Однажды, вскоре после прихода к власти, Хорек призвал меня к себе в кабинет. У него были продолговатое упитанное лицо и крошечные недобрые, как у хорька, глазки – мне казалось просто невозможным, чтобы такое существо могло завоевать доверие человека, столь чуткого к малейшим оттенкам физического облика, как Томас Вулф. Хорек жестом предложил мне сесть и, с трудом выдавив из себя несколько любезностей, перешел к делу, а именно моему полному, по его мнению, несоответствию определенным аспектам «профиля» фирмы «Макгроу-Хилл». Я тогда впервые услышал, что это слово употребляется в ином смысле, чем вид лица сбоку, а по мере того, как Хорек говорил, перейдя уже к деталям, я все меньше понимал, чем же я не соответствую, поскольку был уверен, что добрый старикан Фаррелл не мог плохо отозваться обо мне или моей работе. Но оказалось, что мои просчеты связаны с одеждой и – по крайней мере косвенно – с политикой.
– Я заметил, что вы не носите шляпы, – сказал Хорек.
– Шляпы? – повторил я. – Ну, в общем, не ношу. – Я всегда прохладно относился к головным уборам, хотя, по правде говоря, признавал за шляпами право на существование. Но с тех пор как два года тому назад расстался с морской пехотой, я, безусловно, никогда не думал, что носить шляпу обязательно. Имел же я право выбора и потому до той минуты никогда об этом не думал.
– Все в «Макгроу-Хилл» носят шляпу, – сказал Хорек.
– Все? – переспросил я.
– Все, – отрезал он.
Ну и, поразмыслив о его словах, я, конечно, понял, что это так: все действительно носили шляпы. Утром, вечером и в обеденное время в лифтах и холлах волновалось море соломенных и фетровых шляп, сидящих на одинаково причесанных, коротко подстриженных головах тысячной армии выкормышей «Макгроу-Хилл». Во всяком случае, так обстояло дело с мужчинами, а для женщин – в большинстве секретарш – это, видимо, было не обязательно. Словом, Хорек был, безусловно, прав. Дотоле я этого не замечал – и лишь в тот момент узрел, что ношение шляпы было не данью моде, а непременной частью принятого в «Макгроу-Хилл» обмундирования, как и рубашки «Эрроу» на пуговицах и пригнанные по фигуре фланелевые костюмы фирмы «Вебер энд Хэйлбронер», которые носили в зеленой башне все, начиная с продавца учебных пособий и кончая вечно озабоченными редакторами журнала «Как распоряжаться крупными отбросами». В своем неведении я не сознавал, что был одет не по форме, но даже и сейчас, уловив это обстоятельство, я почувствовал возмущение и одновременно приступ веселости и не знал, что отвечать на суровое обвинение Хорька.
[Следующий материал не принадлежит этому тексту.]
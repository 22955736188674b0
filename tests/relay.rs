// SPDX short identifier: Unlicense

use std::cell::{Cell, RefCell};
use std::str::FromStr;

use libsecp256k1::{PublicKey, SecretKey};
use num_bigint::BigUint;
use serde_json::{json, Value};

use ringrelay::{
    common::*,
    authorization::{address_of, sign_message},
    relay::*,
    signature::RingSignature
};

const AMOUNT: u64 = 2;
const RING_INDEX: u64 = 5;
const SLATE_SIZE: usize = 6;
const ESTIMATE: u64 = 210_000;

fn contract() -> Address {
    return Address([0xc0; 20])
}

fn sender() -> Address {
    return Address([0x5e; 20])
}

fn mined() -> TxHash {
    return TxHash([0xab; 32])
}

struct MockLedger {
    ring_hash: RingHash,
    slate: Vec<Point>,
    unavailable: bool,
    encode_error: Option<LedgerError>,
    ring_hash_reads: Cell<usize>,
    public_key_reads: Cell<usize>,
    encoded: RefCell<Vec<WithdrawCall>>,
}

impl MockLedger {
    fn reads(&self) -> usize {
        return self.ring_hash_reads.get() + self.public_key_reads.get()
    }

    fn find(&self, amount: u128, ring_index: u64) -> Result<(), LedgerError> {
        if self.unavailable {
            return Err(LedgerError::Unavailable(String::from("connection refused")))
        }
        if amount != AMOUNT as u128 || ring_index != RING_INDEX {
            return Err(LedgerError::Unavailable(String::from("no such ring")))
        }
        return Ok(())
    }
}

impl Ledger for MockLedger {
    fn ring_hash(&self, amount: u128, ring_index: u64) -> Result<RingHash, LedgerError> {
        self.ring_hash_reads.set(self.ring_hash_reads.get() + 1);
        self.find(amount, ring_index)?;
        return Ok(self.ring_hash)
    }

    fn public_keys(&self, amount: u128, ring_index: u64) -> Result<Vec<Point>, LedgerError> {
        self.public_key_reads.set(self.public_key_reads.get() + 1);
        self.find(amount, ring_index)?;
        return Ok(self.slate.clone())
    }

    fn encode_withdraw(&self, call: &WithdrawCall) -> Result<Vec<u8>, LedgerError> {
        if let Some(err) = &self.encode_error {
            return Err(err.clone())
        }
        self.encoded.borrow_mut().push(call.clone());
        let mut data = call.receiver.0.to_vec();
        data.extend_from_slice(&encode_scalar(&call.c_0));
        data.extend_from_slice(&encode_point(&call.key_image));
        for s in &call.s {
            data.extend_from_slice(&encode_scalar(s));
        }
        return Ok(data)
    }
}

struct MockExecutor {
    estimate: Result<u64, ExecutionError>,
    submission: Result<Receipt, SubmissionError>,
    estimates: Cell<usize>,
    submitted: RefCell<Vec<Transaction>>,
}

impl Default for MockExecutor {
    fn default() -> Self {
        return Self{
            estimate: Ok(ESTIMATE),
            submission: Ok(Receipt{ transaction_id: mined(), status: true }),
            estimates: Cell::new(0),
            submitted: RefCell::new(Vec::new())
        }
    }
}

impl Executor for MockExecutor {
    fn estimate_cost(&self, target: &Address, _data: &[u8]) -> Result<u64, ExecutionError> {
        assert_eq!(target, &contract());
        self.estimates.set(self.estimates.get() + 1);
        return self.estimate.clone()
    }

    fn submit(&self, transaction: &Transaction) -> Result<Receipt, SubmissionError> {
        self.submitted.borrow_mut().push(transaction.clone());
        return self.submission.clone()
    }
}

struct Pool {
    private_keys: Vec<Scalar>,
    ledger: MockLedger,
}

///three real members, padded with placeholders
fn new_pool() -> Pool {
    let private_keys: Vec<Scalar> = (0..3).map(|_| random_scalar()).collect();
    let mut slate: Vec<Point> = private_keys.iter().map(|key| *G * key).collect();
    slate.resize(SLATE_SIZE, Point::zero());
    return Pool{
        private_keys,
        ledger: MockLedger{
            ring_hash: RingHash(ringrelay::hashes::h_bytes(b"ring 5 of the 2 ETH pool")),
            slate,
            unavailable: false,
            encode_error: None,
            ring_hash_reads: Cell::new(0),
            public_key_reads: Cell::new(0),
            encoded: RefCell::new(Vec::new())
        }
    }
}

fn receiver_key(byte: u8) -> SecretKey {
    let mut key = [0u8; 32];
    key[0] = 0x42;
    key[31] = byte;
    return SecretKey::parse(&key).unwrap()
}

fn receiver(key: &SecretKey) -> Address {
    return address_of(&PublicKey::from_secret_key(key))
}

fn sign_withdrawal(pool: &Pool, signer: usize, receiver: &Address) -> RingSignature {
    let ring = Ring::from_slate(&pool.ledger.slate);
    let msg = withdrawal_message(&pool.ledger.ring_hash, receiver);
    return RingSignature::sign(&ring, &pool.private_keys[signer], &msg).unwrap()
}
Внезапно я услышал собственный голос, спрашивавший Хорька столь же мрачным тоном, каким он говорил со мной:
– Могу я узнать, чем еще я не отвечаю профилю данного учреждения?
– Я не могу диктовать вам, какие газеты читать, да и не хочу этого делать, – сказал он, – но служащему такого издательства, как «Макгроу-Хилл», не следовало бы афишировать свое пристрастие к «Нью-Йорк пост». – Он помолчал. – Это так – совет для вашего же блага. Нечего и говорить, вы можете читать что угодно в свободное время и не на работе. Просто как-то… не пристало редактору «Макгроу-Хилл» читать в издательстве радикальные газеты.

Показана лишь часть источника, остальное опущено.